Flat fee MLS is a product offered by real estate agents that does not conform to the traditional practice of services offered and payment received. The traditional practice in real estate constitutes the seller of a property entering into an agreement with the real estate brokerage for the provision of the following services;

• Assistance in setting the listing price. This typically entails the brokerage company hiring a property valuer if they do not have an in-house valuer who then approximates the monetary worth of the property.

• Marketing and advertising the property. Different brokerage firms will use different marketing strategies, but this could include advertising the property through billboards, newspapers and property journals.

• Responding to the potential buyer's queries and showing then the property on demand.

• Holding open houses for viewing by interested buyers.

• Preparing the sale contract and handling the contract negotiations

• Managing the transaction to its final stage of settlement.

These services are offered in exchange for around 6% of the sale price if the property paid at the end of the whole transaction. Flat fee MLS estate deals, however, involve unbundled services. This means that the property owner who is looking to sell can choose the specific services that he or she would like to contract the real estate brokerage firm to handle. The seller enters into a menu (a la carte) service agreement that allows the provision of limited services. The guaranteed service from the menu is assistance from the firm in listing the property locally in the MLS. The other services are optional to the client. This flat fee MLS unlike the traditional fee is paid at the commencement of the transaction. 

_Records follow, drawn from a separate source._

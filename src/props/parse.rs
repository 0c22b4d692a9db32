use std::fmt;
use std::rc::Rc;

use indexmap::IndexMap;
use serde_json::Value;
use tracing::debug;

use super::prop::{BoundAction, Dispatcher, Prop, Props, Setter};
use crate::action::{setter_name, ActionRef};
use crate::error::{value_type_name, Result, StoreError};
use crate::store::{guard, LockKind, Store, StoreView};

/// Computes state props from a (guarded) store view and the consumer's own props.
pub type SelectState = Rc<dyn Fn(&dyn StoreView, &Props) -> Result<Props>>;

/// Computes setter and action props for a store and the consumer's own props.
pub type BindActions = Rc<dyn Fn(&Store, &Props) -> Result<Props>>;

/// User-supplied action binder: `(dispatch, own props) -> props`.
pub type BindFn = Rc<dyn Fn(&Dispatcher, &Props) -> Result<Props>>;

/// One argument of a binding declaration.
///
/// Build arguments directly, or detect them from JSON with
/// [`Arg::from_value`].
#[derive(Clone)]
pub enum Arg {
    Null,
    /// A key that is both readable and writable.
    Key(String),
    /// Readable keys in the first position, writable keys in the second.
    Keys(Vec<String>),
    /// Prop name to store key.
    KeyMap(IndexMap<String, String>),
    Selector(SelectState),
    /// Named actions to bind, looked up at call time.
    ActionNames(Vec<String>),
    ActionMap(IndexMap<String, ActionRef>),
    Binder(BindFn),
    /// A value with no meaning in the grammar, kept for error reporting.
    Unsupported(&'static str),
}

impl Arg {
    pub fn keys<I, S>(keys: I) -> Self
    where
        I: IntoIterator<Item = S>,
        S: Into<String>,
    {
        Arg::Keys(keys.into_iter().map(Into::into).collect())
    }

    pub fn key_map<I, P, K>(pairs: I) -> Self
    where
        I: IntoIterator<Item = (P, K)>,
        P: Into<String>,
        K: Into<String>,
    {
        Arg::KeyMap(
            pairs
                .into_iter()
                .map(|(prop, key)| (prop.into(), key.into()))
                .collect(),
        )
    }

    pub fn selector<F>(select: F) -> Self
    where
        F: Fn(&dyn StoreView, &Props) -> Result<Props> + 'static,
    {
        Arg::Selector(Rc::new(select))
    }

    pub fn action_names<I, S>(names: I) -> Self
    where
        I: IntoIterator<Item = S>,
        S: Into<String>,
    {
        Arg::ActionNames(names.into_iter().map(Into::into).collect())
    }

    pub fn action_map<I, S, A>(actions: I) -> Self
    where
        I: IntoIterator<Item = (S, A)>,
        S: Into<String>,
        A: Into<ActionRef>,
    {
        Arg::ActionMap(
            actions
                .into_iter()
                .map(|(name, action)| (name.into(), action.into()))
                .collect(),
        )
    }

    pub fn binder<F>(bind: F) -> Self
    where
        F: Fn(&Dispatcher, &Props) -> Result<Props> + 'static,
    {
        Arg::Binder(Rc::new(bind))
    }

    /// Detect the shape of a dynamic argument.
    ///
    /// Rules, in order: `null`; a string; an array of strings; an object whose
    /// values are all strings. Anything else is `Unsupported`.
    pub fn from_value(value: &Value) -> Self {
        match value {
            Value::Null => Arg::Null,
            Value::String(key) => Arg::Key(key.clone()),
            Value::Array(items) => items
                .iter()
                .map(|item| item.as_str().map(str::to_string))
                .collect::<Option<Vec<_>>>()
                .map_or(Arg::Unsupported("array"), Arg::Keys),
            Value::Object(map) => map
                .iter()
                .map(|(prop, key)| Some((prop.clone(), key.as_str()?.to_string())))
                .collect::<Option<IndexMap<_, _>>>()
                .map_or(Arg::Unsupported("object"), Arg::KeyMap),
            other => Arg::Unsupported(value_type_name(other)),
        }
    }

    pub fn type_name(&self) -> &'static str {
        match self {
            Arg::Null => "null",
            Arg::Key(_) => "string",
            Arg::Keys(_) | Arg::ActionNames(_) => "array",
            Arg::KeyMap(_) | Arg::ActionMap(_) => "object",
            Arg::Selector(_) | Arg::Binder(_) => "function",
            Arg::Unsupported(found) => found,
        }
    }
}

impl From<&str> for Arg {
    fn from(key: &str) -> Self {
        Arg::Key(key.to_string())
    }
}

impl From<&Value> for Arg {
    fn from(value: &Value) -> Self {
        Arg::from_value(value)
    }
}

impl fmt::Debug for Arg {
    fn fmt(&self, f: &mut fmt::Formatter<'_>) -> fmt::Result {
        match self {
            Arg::Null => f.write_str("Null"),
            Arg::Key(key) => f.debug_tuple("Key").field(key).finish(),
            Arg::Keys(keys) => f.debug_tuple("Keys").field(keys).finish(),
            Arg::KeyMap(map) => f.debug_tuple("KeyMap").field(map).finish(),
            Arg::Selector(_) => f.write_str("Selector(..)"),
            Arg::ActionNames(names) => f.debug_tuple("ActionNames").field(names).finish(),
            Arg::ActionMap(map) => f.debug_tuple("ActionMap").field(map).finish(),
            Arg::Binder(_) => f.write_str("Binder(..)"),
            Arg::Unsupported(found) => f.debug_tuple("Unsupported").field(found).finish(),
        }
    }
}

/// Canonical form of the state argument.
enum StateShape {
    Empty,
    Keys {
        read: Vec<(String, String)>,
        write: Vec<(String, String)>,
    },
    Selector(SelectState),
}

/// Canonical form of the action argument.
enum ActionShape {
    Empty,
    Names(Vec<String>),
    Map(IndexMap<String, ActionRef>),
    Binder(BindFn),
}

/// The two canonical functions a binding declaration reduces to.
#[derive(Clone)]
pub struct PropBindings {
    pub select_state: SelectState,
    pub bind_actions: BindActions,
}
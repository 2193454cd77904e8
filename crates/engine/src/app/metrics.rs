use std::time::{Duration, Instant};

/// Rates over the last metrics interval, logged by the loop runner.
#[derive(Debug, Clone, Copy, Default)]
pub struct LoopMetricsSnapshot {
    pub fps: f32,
    pub tps: f32,
    pub frame_time_ms: f32,
}

#[derive(Debug)]
pub(crate) struct MetricsAccumulator {
    interval_start: Instant,
    interval: Duration,
    frames: u32,
    ticks: u32,
    frame_time_sum: Duration,
}

impl MetricsAccumulator {
    pub(crate) fn new(interval: Duration) -> Self {
        Self {
            interval_start: Instant::now(),
            interval,
            frames: 0,
            ticks: 0,
            frame_time_sum: Duration::ZERO,
        }
    }

    pub(crate) fn record_frame(&mut self, frame_dt: Duration) {
        self.frames = self.frames.saturating_add(1);
        self.frame_time_sum = self.frame_time_sum.saturating_add(frame_dt);
    }

    pub(crate) fn record_tick(&mut self) {
        self.ticks = self.ticks.saturating_add(1);
    }

    /// Emits a snapshot once per interval and resets the counters.
    pub(crate) fn maybe_snapshot(&mut self, now: Instant) -> Option<LoopMetricsSnapshot> {
        let elapsed = now.saturating_duration_since(self.interval_start);
        if elapsed < self.interval {
            return None;
        }

        let elapsed_seconds = elapsed.as_secs_f32().max(f32::EPSILON);
        let frame_time_ms = if self.frames == 0 {
            0.0
        } else {
            (self.frame_time_sum.as_secs_f32() / self.frames as f32) * 1000.0
        };

        let snapshot = LoopMetricsSnapshot {
            fps: self.frames as f32 / elapsed_seconds,
            tps: self.ticks as f32 / elapsed_seconds,
            frame_time_ms,
        };

        self.interval_start = now;
        self.frames = 0;
        self.ticks = 0;
        self.frame_time_sum = Duration::ZERO;

        Some(snapshot)
    }
}
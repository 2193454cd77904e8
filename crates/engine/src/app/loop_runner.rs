use std::sync::Arc;
use std::time::{Duration, Instant};

use pixels::Error as PixelsError;
use thiserror::Error;
use tracing::{info, warn};
use winit::dpi::LogicalSize;
use winit::error::{EventLoopError, OsError};
use winit::event::{ElementState, Event, WindowEvent};
use winit::event_loop::{ControlFlow, EventLoop};
use winit::keyboard::{KeyCode, PhysicalKey};
use winit::window::WindowBuilder;

use crate::resolve_app_paths;

use super::input::{ActionStates, InputAction};
use super::metrics::MetricsAccumulator;
use super::rendering::Renderer;
use super::scene::{InputSnapshot, Scene, SceneCommand};

#[derive(Debug, Clone)]
pub struct LoopConfig {
    pub window_title: String,
    /// Logical framebuffer size in pixels. The surface is scaled into the
    /// window preserving this aspect ratio; world coordinates never change.
    pub surface_width: u32,
    pub surface_height: u32,
    pub metrics_log_interval: Duration,
}

impl Default for LoopConfig {
    fn default() -> Self {
        Self {
            window_title: "Heart Meadow".to_string(),
            surface_width: 800,
            surface_height: 600,
            metrics_log_interval: Duration::from_secs(1),
        }
    }
}

#[derive(Debug, Error)]
pub enum AppError {
    #[error("failed to create event loop: {0}")]
    CreateEventLoop(#[source] EventLoopError),
    #[error("failed to create application window: {0}")]
    CreateWindow(#[source] OsError),
    #[error("failed to initialize renderer: {0}")]
    CreateRenderer(#[source] PixelsError),
    #[error("event loop failed: {0}")]
    EventLoopRun(#[source] EventLoopError),
}

pub fn run_app(config: LoopConfig, mut scene: Box<dyn Scene>) -> Result<(), AppError> {
    let assets_dir = match resolve_app_paths() {
        Ok(paths) => {
            info!(
                root = %paths.root.display(),
                assets_dir = %paths.assets_dir.display(),
                "startup"
            );
            Some(paths.assets_dir)
        }
        Err(error) => {
            warn!(error = %error, "asset_root_unresolved; using fallback art");
            None
        }
    };

    let event_loop = EventLoop::new().map_err(AppError::CreateEventLoop)?;
    let window = Arc::new(
        WindowBuilder::new()
            .with_title(config.window_title.clone())
            .with_inner_size(LogicalSize::new(
                config.surface_width as f64,
                config.surface_height as f64,
            ))
            .build(&event_loop)
            .map_err(AppError::CreateWindow)?,
    );
    let mut renderer = Renderer::new(
        Arc::clone(&window),
        config.surface_width,
        config.surface_height,
        assets_dir.as_deref(),
    )
    .map_err(AppError::CreateRenderer)?;

    event_loop.set_control_flow(ControlFlow::Poll);

    let metrics_log_interval =
        normalize_non_zero_duration(config.metrics_log_interval, Duration::from_secs(1));
    let mut input_collector = InputCollector::default();
    let mut metrics_accumulator = MetricsAccumulator::new(metrics_log_interval);
    let mut last_frame_instant = Instant::now();

    info!(
        surface_width = config.surface_width,
        surface_height = config.surface_height,
        metrics_log_interval_ms = metrics_log_interval.as_millis() as u64,
        "loop_config"
    );

    event_loop
        .run(move |event, window_target| match event {
            Event::WindowEvent { window_id, event } if window_id == window.id() => match event {
                WindowEvent::CloseRequested => {
                    input_collector.mark_quit_requested();
                    info!(reason = "window_close", "shutdown_requested");
                    window_target.exit();
                }
                WindowEvent::Resized(new_size) => {
                    if let Err(error) = renderer.resize(new_size.width, new_size.height) {
                        warn!(error = %error, "renderer_resize_failed");
                        window_target.exit();
                    }
                }
                WindowEvent::ScaleFactorChanged { .. } => {
                    let size = window.inner_size();
                    if let Err(error) = renderer.resize(size.width, size.height) {
                        warn!(error = %error, "renderer_resize_failed");
                        window_target.exit();
                    }
                }
                WindowEvent::KeyboardInput { event, .. } => {
                    input_collector.handle_keyboard_input(&event);
                    if input_collector.quit_requested {
                        info!(reason = "escape_key", "shutdown_requested");
                        window_target.exit();
                    }
                }
                WindowEvent::RedrawRequested => {
                    let now = Instant::now();
                    let frame_dt = now.saturating_duration_since(last_frame_instant);
                    last_frame_instant = now;

                    // One simulation tick per presented frame. Movement is
                    // expressed in pixels per tick, so game speed follows the
                    // display refresh rate.
                    let snapshot = input_collector.snapshot_for_tick();
                    if scene.update(&snapshot) == SceneCommand::Quit {
                        info!(reason = "scene_quit", "shutdown_requested");
                        window_target.exit();
                    }
                    metrics_accumulator.record_tick();

                    if let Err(error) = renderer.render(&scene.frame()) {
                        warn!(error = %error, "renderer_draw_failed");
                        window_target.exit();
                    }
                    metrics_accumulator.record_frame(frame_dt);

                    if let Some(metrics) = metrics_accumulator.maybe_snapshot(now) {
                        info!(
                            fps = metrics.fps,
                            tps = metrics.tps,
                            frame_time_ms = metrics.frame_time_ms,
                            "loop_metrics"
                        );
                    }
                }
                _ => {}
            },
            Event::AboutToWait => {
                window.request_redraw();
            }
            Event::LoopExiting => {
                info!("shutdown");
            }
            _ => {}
        })
        .map_err(AppError::EventLoopRun)
}

/// Tracks the live keyboard state between ticks. Movement actions are plain
/// held-state; quit latches once requested.
#[derive(Debug, Default)]
struct InputCollector {
    quit_requested: bool,
    action_states: ActionStates,
}

impl InputCollector {
    fn mark_quit_requested(&mut self) {
        self.quit_requested = true;
    }

    fn handle_keyboard_input(&mut self, key_event: &winit::event::KeyEvent) {
        let is_pressed = key_event.state == ElementState::Pressed;
        self.update_action_state(key_event.physical_key, is_pressed);
    }

    fn update_action_state(&mut self, key: PhysicalKey, is_pressed: bool) {
        match key {
            PhysicalKey::Code(KeyCode::KeyW) | PhysicalKey::Code(KeyCode::ArrowUp) => {
                self.action_states.set(InputAction::MoveUp, is_pressed);
            }
            PhysicalKey::Code(KeyCode::KeyS) | PhysicalKey::Code(KeyCode::ArrowDown) => {
                self.action_states.set(InputAction::MoveDown, is_pressed);
            }
            PhysicalKey::Code(KeyCode::KeyA) | PhysicalKey::Code(KeyCode::ArrowLeft) => {
                self.action_states.set(InputAction::MoveLeft, is_pressed);
            }
            PhysicalKey::Code(KeyCode::KeyD) | PhysicalKey::Code(KeyCode::ArrowRight) => {
                self.action_states.set(InputAction::MoveRight, is_pressed);
            }
            PhysicalKey::Code(KeyCode::Escape) => {
                self.action_states.set(InputAction::Quit, is_pressed);
                if is_pressed {
                    self.mark_quit_requested();
                }
            }
            _ => {}
        }
    }

    fn snapshot_for_tick(&self) -> InputSnapshot {
        InputSnapshot::new(self.quit_requested, self.action_states)
    }
}

fn normalize_non_zero_duration(value: Duration, fallback: Duration) -> Duration {
    if value.is_zero() {
        fallback
    } else {
        value
    }
}

#[cfg(test)]
mod tests {
    use super::*;

    #[test]
    fn wasd_and_arrow_keys_map_to_the_same_actions() {
        let mut input = InputCollector::default();
        input.update_action_state(PhysicalKey::Code(KeyCode::KeyW), true);
        input.update_action_state(PhysicalKey::Code(KeyCode::ArrowLeft), true);

        let snapshot = input.snapshot_for_tick();
        assert!(snapshot.is_down(InputAction::MoveUp));
        assert!(snapshot.is_down(InputAction::MoveLeft));
        assert!(!snapshot.is_down(InputAction::MoveDown));
        assert!(!snapshot.is_down(InputAction::MoveRight));
    }

    #[test]
    fn key_release_clears_the_action() {
        let mut input = InputCollector::default();
        input.update_action_state(PhysicalKey::Code(KeyCode::KeyD), true);
        input.update_action_state(PhysicalKey::Code(KeyCode::KeyD), false);

        assert!(!input.snapshot_for_tick().is_down(InputAction::MoveRight));
    }

    #[test]
    fn either_binding_release_clears_the_shared_action() {
        // Both bindings write the same slot; the later event wins.
        let mut input = InputCollector::default();
        input.update_action_state(PhysicalKey::Code(KeyCode::KeyW), true);
        input.update_action_state(PhysicalKey::Code(KeyCode::ArrowUp), false);

        assert!(!input.snapshot_for_tick().is_down(InputAction::MoveUp));
    }

    #[test]
    fn escape_latches_quit_across_snapshots() {
        let mut input = InputCollector::default();
        input.update_action_state(PhysicalKey::Code(KeyCode::Escape), true);
        input.update_action_state(PhysicalKey::Code(KeyCode::Escape), false);

        assert!(input.snapshot_for_tick().quit_requested());
        assert!(input.snapshot_for_tick().quit_requested());
    }

    #[test]
    fn unmapped_keys_are_ignored() {
        let mut input = InputCollector::default();
        input.update_action_state(PhysicalKey::Code(KeyCode::KeyQ), true);

        let snapshot = input.snapshot_for_tick();
        assert!(!snapshot.quit_requested());
        assert!(!snapshot.is_down(InputAction::MoveUp));
    }

    #[test]
    fn zero_metrics_interval_falls_back() {
        let fallback = Duration::from_secs(1);
        assert_eq!(
            normalize_non_zero_duration(Duration::ZERO, fallback),
            fallback
        );
        assert_eq!(
            normalize_non_zero_duration(Duration::from_millis(250), fallback),
            Duration::from_millis(250)
        );
    }
}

The flat fee MLS is a developing trend in real estate. It was introduced to rectify the rigidity of the real estate industry which made it expensive to dispose property. It is tailored to meet modern consumer needs. This revision is greatly attributed to the internet and its marketing platforms like social media. The seller can therefore eliminate some of the services rendered by brokerage firms by getting the buyer on their own. This model aims to save property owners costs of selling real estate.

A seller is required to enter into a listing agreement with the brokerage form. Typically, there exists three types of agreements that can be entered into;

1. Exclusive on real estate firm right to sell
If entered into, this agreement the property owner pays a set commission to the real estate agent even if he himself finds the buyer. The owner is also responsible for paying the buyer's agent if one exists.

2. By menu agreement
In this type of agreement the property owner chooses from the 'menu' the exact services they want offered. For instance if he can handle the marketing but not the finalization of the contract which might require legal services, he can just pay for those services.

3. Exclusive agency
This type of agreement allows the seller to do marketing for their property and if they are successful in finding a buyer on their own, they are not liable to pay commission to the real estate agent.